Na verdade, os roqueiros brasileiros, filhos da elite retrógrada que nos afunda há 500 anos, são como legiões de Beck, o americano intelectualizado e filho de hippies, que tem exatamente o mesmo perfil de filhinhos-de-papai como os Titãs, por exemplo (feita, claro, a ressalva de que dois neurônios de Beck trazem mais idéias do que os cérebros de todos os Titãs somados).
É por vivermos neste quadro desolador de rock classe média/ descolado que uma banda como os Racionais MCs, de São Paulo, ganha tanta importância. Pela primeira vez na história do pop brasileiro, a voz da periferia vinha acompanhada de uma quantidade gigantesca de informação musical.
O ritmo seco, a poesia sintética e afiada, tudo isso parecia apontar para uma revolução de verdade e para a aposentadoria definitiva dessa gente "esperta" que tanto poderia fazer rock como escrever roteiros para o "Castelo Rá-Tim-Bum".
Infelizmente, os Racionais andam encolhidos, e as bandas que os seguiram não passam de pálidas imitações.
Continuamos sob o jugo dos sem-fibra, da yupparada paulistana e dos descolados da zona sul carioca.
Neste mês de abril, vamos comemorar mais um aniversário: 500 anos de um tedioso Brasil musical.

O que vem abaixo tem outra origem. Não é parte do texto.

//! Shared application state.
//!
//! DESIGN
//! ======
//! `AppState` is cheap to clone and handed to every service call. It holds
//! the persistence backend, the parsed config, and one `Workspace` behind a
//! `tokio::sync::RwLock`. The workspace owns the canvas engine (and through
//! it the document), the signed-in identity, and the caches refreshed by
//! remote calls.
//!
//! Services never hold the lock across a backend call: they snapshot what
//! they need, release, await, then re-lock to apply the outcome. Pointer
//! input keeps flowing while a save is in flight.

use std::sync::Arc;

use canvas::codec::ProjectRecord;
use canvas::engine::Engine;
use tokio::sync::RwLock;

use crate::backend::{Identity, ProjectBackend, UserProfile};
use crate::config::StudioConfig;
use crate::notify::Notifications;

// =============================================================================
// PROFILE CACHE
// =============================================================================

/// What the studio knows about the caller's profile.
#[derive(Debug, Clone, Default, PartialEq, Eq)]
pub enum ProfileStatus {
    /// Not fetched yet, or the last fetch failed.
    #[default]
    Unknown,
    /// Fetched; the caller has no profile.
    Missing,
    Present(UserProfile),
}

// =============================================================================
// WORKSPACE
// =============================================================================

/// Everything one editing session owns.
#[derive(Debug)]
pub struct Workspace {
    pub engine: Engine,
    pub identity: Option<Identity>,
    /// Last project listing, newest first.
    pub projects: Vec<ProjectRecord>,
    pub profile: ProfileStatus,
    pub notifications: Notifications,
}

impl Workspace {
    #[must_use]
    pub fn new(config: &StudioConfig) -> Self {
        Self {
            engine: Engine::new(),
            identity: None,
            projects: Vec::new(),
            profile: ProfileStatus::Unknown,
            notifications: Notifications::new(config.notification_capacity),
        }
    }
}

// =============================================================================
// APP STATE
// =============================================================================

#[derive(Clone)]
pub struct AppState {
    pub backend: Arc<dyn ProjectBackend>,
    pub config: Arc<StudioConfig>,
    pub workspace: Arc<RwLock<Workspace>>,
}

impl AppState {
    #[must_use]
    pub fn new(backend: Arc<dyn ProjectBackend>, config: StudioConfig) -> Self {
        let workspace = Workspace::new(&config);
        Self { backend, config: Arc::new(config), workspace: Arc::new(RwLock::new(workspace)) }
    }

    /// Attach a signed-in identity. Caches from a previous identity are dropped.
    pub async fn sign_in(&self, identity: Identity) {
        let mut ws = self.workspace.write().await;
        if ws.identity.as_ref() != Some(&identity) {
            ws.projects.clear();
            ws.profile = ProfileStatus::Unknown;
        }
        tracing::info!(%identity, "signed in");
        ws.identity = Some(identity);
    }

    /// Drop the identity and its caches. The open document is kept.
    pub async fn sign_out(&self) {
        let mut ws = self.workspace.write().await;
        ws.identity = None;
        ws.projects.clear();
        ws.profile = ProfileStatus::Unknown;
    }

    pub async fn identity(&self) -> Option<Identity> {
        self.workspace.read().await.identity.clone()
    }
}

#[cfg(test)]
pub mod test_helpers {
    use super::*;
    use crate::backend::{BackendError, MemoryBackend};
    use canvas::codec::ProjectDraft;

    #[must_use]
    pub fn alice() -> Identity {
        Identity::new("alice")
    }

    /// State over a fresh `MemoryBackend`, nobody signed in.
    #[must_use]
    pub fn test_app_state() -> AppState {
        AppState::new(Arc::new(MemoryBackend::new()), StudioConfig::default())
    }

    /// State over the given backend with `alice` signed in.
    pub async fn signed_in_state(backend: Arc<dyn ProjectBackend>) -> AppState {
        let state = AppState::new(backend, StudioConfig::default());
        state.sign_in(alice()).await;
        state
    }

    /// Backend double that records every call and fails them all when
    /// `fail` is set.
    #[derive(Default)]
    pub struct MockBackend {
        pub fail: bool,
        pub calls: std::sync::Mutex<Vec<&'static str>>,
        pub inner: MemoryBackend,
    }

    impl MockBackend {
        #[must_use]
        pub fn failing() -> Self {
            Self { fail: true, ..Self::default() }
        }

        pub fn calls(&self) -> Vec<&'static str> {
            self.calls.lock().unwrap().clone()
        }

        fn enter(&self, op: &'static str) -> Result<(), BackendError> {
            self.calls.lock().unwrap().push(op);
            if self.fail { Err(BackendError::Unavailable("mock offline".into())) } else { Ok(()) }
        }
    }

    #[async_trait::async_trait]
    impl ProjectBackend for MockBackend {
        async fn save_project(&self, caller: &Identity, draft: ProjectDraft) -> Result<(), BackendError> {
            self.enter("save_project")?;
            self.inner.save_project(caller, draft).await
        }

        async fn list_my_projects(&self, caller: &Identity) -> Result<Vec<ProjectRecord>, BackendError> {
            self.enter("list_my_projects")?;
            self.inner.list_my_projects(caller).await
        }

        async fn get_project(&self, caller: &Identity, id: &str) -> Result<Option<ProjectRecord>, BackendError> {
            self.enter("get_project")?;
            self.inner.get_project(caller, id).await
        }

        async fn delete_project(&self, caller: &Identity, id: &str) -> Result<(), BackendError> {
            self.enter("delete_project")?;
            self.inner.delete_project(caller, id).await
        }

        async fn get_profile(&self, caller: &Identity) -> Result<Option<UserProfile>, BackendError> {
            self.enter("get_profile")?;
            self.inner.get_profile(caller).await
        }

        async fn save_profile(&self, caller: &Identity, profile: UserProfile) -> Result<(), BackendError> {
            self.enter("save_profile")?;
            self.inner.save_profile(caller, profile).await
        }
    }

    /// Message of the newest notification.
    pub async fn last_message(state: &AppState) -> Option<String> {
        state.workspace.read().await.notifications.latest().map(|n| n.message.clone())
    }
}

#[cfg(test)]
#[path = "state_test.rs"]
mod state_test;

Para fugir da chatice do rádio brasileiro, uma dica boa para quem tem Internet. Uma das melhores rádios universitárias americanas, senão a melhor, começou a transmitir ao vivo também pela rede mundial de computadores. Trata-se da emissora da Universidade da Califórnia em Berkeley. Anote: www.kalx.berkeley.edu. O melhor horário é das 9h às 13h daqui (13h às 17h de Brasília).

cd player
"Trance State in Tongues", Zen Guerrilla
Por incrível que pareça, esta banda da gravadora Sub Pop surgiu como uma imitação do Jon Spencer Blues Explosion, mas hoje evoluiu para uma improvável combinação de punk (90%) e música negra suingada (10%). Pauleira do começo ao fim.

"Ecstasy", Lou Reed
Lou Reed já fez muito pelo rock, tanto no Velvet Underground quanto em sua carreira solo, mas há anos faz uns disquinhos mais ou menos. Este é mais um deles: não é ruim, mas espera-se muito mais do sujeito.

"Escuta Aqui", Biquíni Cavadão
Talvez exista banda pior que o Biquíni Cavadão, mas é difícil. Para piorar, eles tiveram a cara-de-pau de botar o nome desta coluna em seu novo CD. Johnny Cochran, que livrou O.J. Simpson da cadeia, será meu advogado neste processo milionário.